Holy iPhone: Social Media Is Sparking Spirituality in Millennials

Technology is powering the rise of new forms of faith as millennials move away from established religious institutions and in-person worship.

Via pexels.com
Between a quarter and a third of millennials are consuming and posting social media content that emphasizes individual improvement and spiritual wellbeing, a study shows.  Via pexels.com

The novelist Arthur Koestler, writing in 1949 of his enchantment with communism, which would eventually curdle into disillusionment, said: “I became converted because I was ripe for it and lived in a disintegrating society thirsting for faith.” 

Koestler’s “thirst” might resonate with today’s millennials, who are increasingly practicing spirituality away from priests and pews as established religious institutions are dwindling in membership. 

Evidence is emerging that social media — which many mental health experts view as fuel for today’s “disintegrating society” — is actually powering new mediums of religious connection.

A study from the University of Waterloo discloses that between a quarter and a third of millennials are consuming and posting social media content that emphasizes individual improvement and spiritual wellbeing. 

“Millennials often have a negative view of religion because they see it as everything that’s wrong or evil in the world — this external authority that tells you what to do,” a researcher on religious behavior who led the study, Sarah Wilkins-Laflamme, said. 

As the popularity of mainline Protestant denominations has fallen, millennials have found internet chat rooms and spiritual entrepreneurs on platforms like YouTube espousing unconventional religious traditions, Ms. Wilkins-Laflamme explained. 

Forty percent of surveyed millennials do not engage in either spirituality or religion, but a sizable chunk, 30 percent, practice digital religion as a supplement or a replacement to in-person worship. 

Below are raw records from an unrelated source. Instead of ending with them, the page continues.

//! Declarative pipeline documents (YAML or JSON).

use super::builder::{ActionSpec, PipelineBuilder};
use super::model::Pipeline;
use super::resources::ResourceNode;
use super::retry::RetryConfig;
use super::validation::{ValidatedPipeline, ValidationReport};
use crate::core::{BarrierPolicy, ResourceKind};
use crate::errors::LoadError;
use serde::{Deserialize, Serialize};
use std::collections::BTreeMap;
use std::path::Path;

/// A resource entry of a document.
#[derive(Debug, Clone, PartialEq, Serialize, Deserialize)]
pub struct ResourceDocument {
    /// Unique id.
    pub id: String,
    /// Resource kind.
    #[serde(default)]
    pub kind: ResourceKind,
    /// Ids this resource must be created after.
    #[serde(default)]
    pub depends_on: Vec<String>,
    /// Provider-specific properties.
    #[serde(default)]
    pub properties: BTreeMap<String, serde_json::Value>,
    /// Retry policy for provisioning.
    #[serde(default, skip_serializing_if = "Option::is_none")]
    pub retry: Option<RetryConfig>,
}

/// An up-front artifact declaration.
#[derive(Debug, Clone, PartialEq, Eq, Serialize, Deserialize)]
pub struct ArtifactDocument {
    /// Artifact name.
    pub name: String,
    /// Resource node owning its storage.
    #[serde(default, skip_serializing_if = "Option::is_none")]
    pub storage: Option<String>,
}

/// A stage entry of a document.
#[derive(Debug, Clone, PartialEq, Serialize, Deserialize)]
pub struct StageDocument {
    /// Unique name.
    pub name: String,
    /// Barrier policy.
    #[serde(default)]
    pub barrier: BarrierPolicy,
    /// Actions in declaration order.
    #[serde(default)]
    pub actions: Vec<ActionSpec>,
}

/// A complete pipeline document.
#[derive(Debug, Clone, PartialEq, Serialize, Deserialize)]
pub struct PipelineDocument {
    /// Pipeline name.
    pub name: String,
    /// Resource nodes.
    #[serde(default)]
    pub resources: Vec<ResourceDocument>,
    /// Artifacts declared ahead of their producers.
    #[serde(default)]
    pub artifacts: Vec<ArtifactDocument>,
    /// Stages in order.
    #[serde(default)]
    pub stages: Vec<StageDocument>,
}

impl PipelineDocument {
    /// Parses a YAML document.
    ///
    /// # Errors
    ///
    /// Returns [`LoadError::Yaml`] on malformed input.
    pub fn from_yaml_str(content: &str) -> Result<Self, LoadError> {
        Ok(serde_yaml::from_str(content)?)
    }

    /// Parses a JSON document.
    ///
    /// # Errors
    ///
    /// Returns [`LoadError::Json`] on malformed input.
    pub fn from_json_str(content: &str) -> Result<Self, LoadError> {
        Ok(serde_json::from_str(content)?)
    }

    /// Loads a document, choosing the format by file extension.
    ///
    /// # Errors
    ///
    /// Returns a [`LoadError`] if the file cannot be read or parsed, or has
    /// an unsupported extension.
    pub fn from_path(path: impl AsRef<Path>) -> Result<Self, LoadError> {
        let path = path.as_ref();
        let extension = path
            .extension()
            .and_then(|ext| ext.to_str())
            .map(str::to_ascii_lowercase)
            .unwrap_or_default();

        let content = match extension.as_str() {
            "yaml" | "yml" | "json" => std::fs::read_to_string(path)?,
            _ => return Err(LoadError::UnsupportedFormat(path.display().to_string())),
        };
        tracing::debug!(path = %path.display(), "Loading pipeline document");

        if extension == "json" {
            Self::from_json_str(&content)
        } else {
            Self::from_yaml_str(&content)
        }
    }

    /// Serializes the document as YAML.
    ///
    /// # Errors
    ///
    /// Returns [`LoadError::Yaml`] if serialization fails.
    pub fn to_yaml(&self) -> Result<String, LoadError> {
        Ok(serde_yaml::to_string(self)?)
    }

    /// Feeds every declaration to a fresh builder.
    ///
    /// Resources come first so dependencies may name resources declared
    /// later in the list. Builder errors travel with the returned pipeline.
    #[must_use]
    pub fn build(&self) -> Pipeline {
        let mut builder = PipelineBuilder::new(&self.name);

        for resource in &self.resources {
            let mut node = ResourceNode::new(&resource.id, resource.kind);
            node.properties.clone_from(&resource.properties);
            node.retry.clone_from(&resource.retry);
            let _ = builder.add_resource(node);
        }
        for resource in &self.resources {
            for dep in &resource.depends_on {
                let _ = builder.add_dependency(&resource.id, dep);
            }
        }
        for artifact in &self.artifacts {
            let _ = builder.declare_artifact(&artifact.name, artifact.storage.as_deref());
        }
        for stage in &self.stages {
            if builder.add_stage_with_barrier(&stage.name, stage.barrier).is_err() {
                continue;
            }
            for action in &stage.actions {
                let _ = builder.add_action(&stage.name, action.clone());
            }
        }
        builder.build()
    }

    /// Builds and validates the pipeline.
    ///
    /// # Errors
    ///
    /// Returns a report with every builder and validation error.
    pub fn into_pipeline(self) -> Result<ValidatedPipeline, ValidationReport> {
        ValidatedPipeline::new(self.build())
    }
}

These trends suggest that America is not experiencing a complete secularization, but rather a decline in religious consensus, a researcher on the intersection of technology, religion, and culture, Paul McClure, argued. 

Millennials boast high levels of religious diversity and their belief in life after death is as high, with 83 percent expressing faith in god, according to the 2018 general social survey of the U.S.

Mr. McClure’s research has found that though screen time is negatively correlated with religious commitment, especially among adolescents whose parents are religious, it is positively correlated with religious synchronism, “a cut-and-paste mentality on religion that goes counter to religious orthodoxy or coherent religious traditions,” he said. 

“Technology can undercut religious orthodoxy by presenting or trafficking in rival belief systems and messages that people would otherwise not receive,” he added. At the same time, it can expose users to a melange of practices and creeds.  

Many religious groups — especially megachurches with large memberships that offer a variety of educational and social activities — are offering both in-person and digital services, like streaming religious services on Zoom, to facilitate younger membership. 

“A lot of religious groups have all this new technology and expertise about how to do digital religion that they didn’t have before the pandemic,” Ms. Wilkins-Laflamme explained, predicting that this hybrid model will become even more common.

However, some digital religion practices will be “recalibrated when people find that in-person, religious communities and face-to-face interactions still very much matter,” Mr. McClure said. “Religion is not going to vanish. But it is changing and fracturing and moving in different and interesting directions.”

Millennials’ “thirst for faith” represents an age-old search for meaning and purpose beyond one’s own life, Mr. McClure said. “We all are looking for our tribes and our groups where we can feel a sense of belonging, and technology is becoming one of the primary means by which people seek out community.”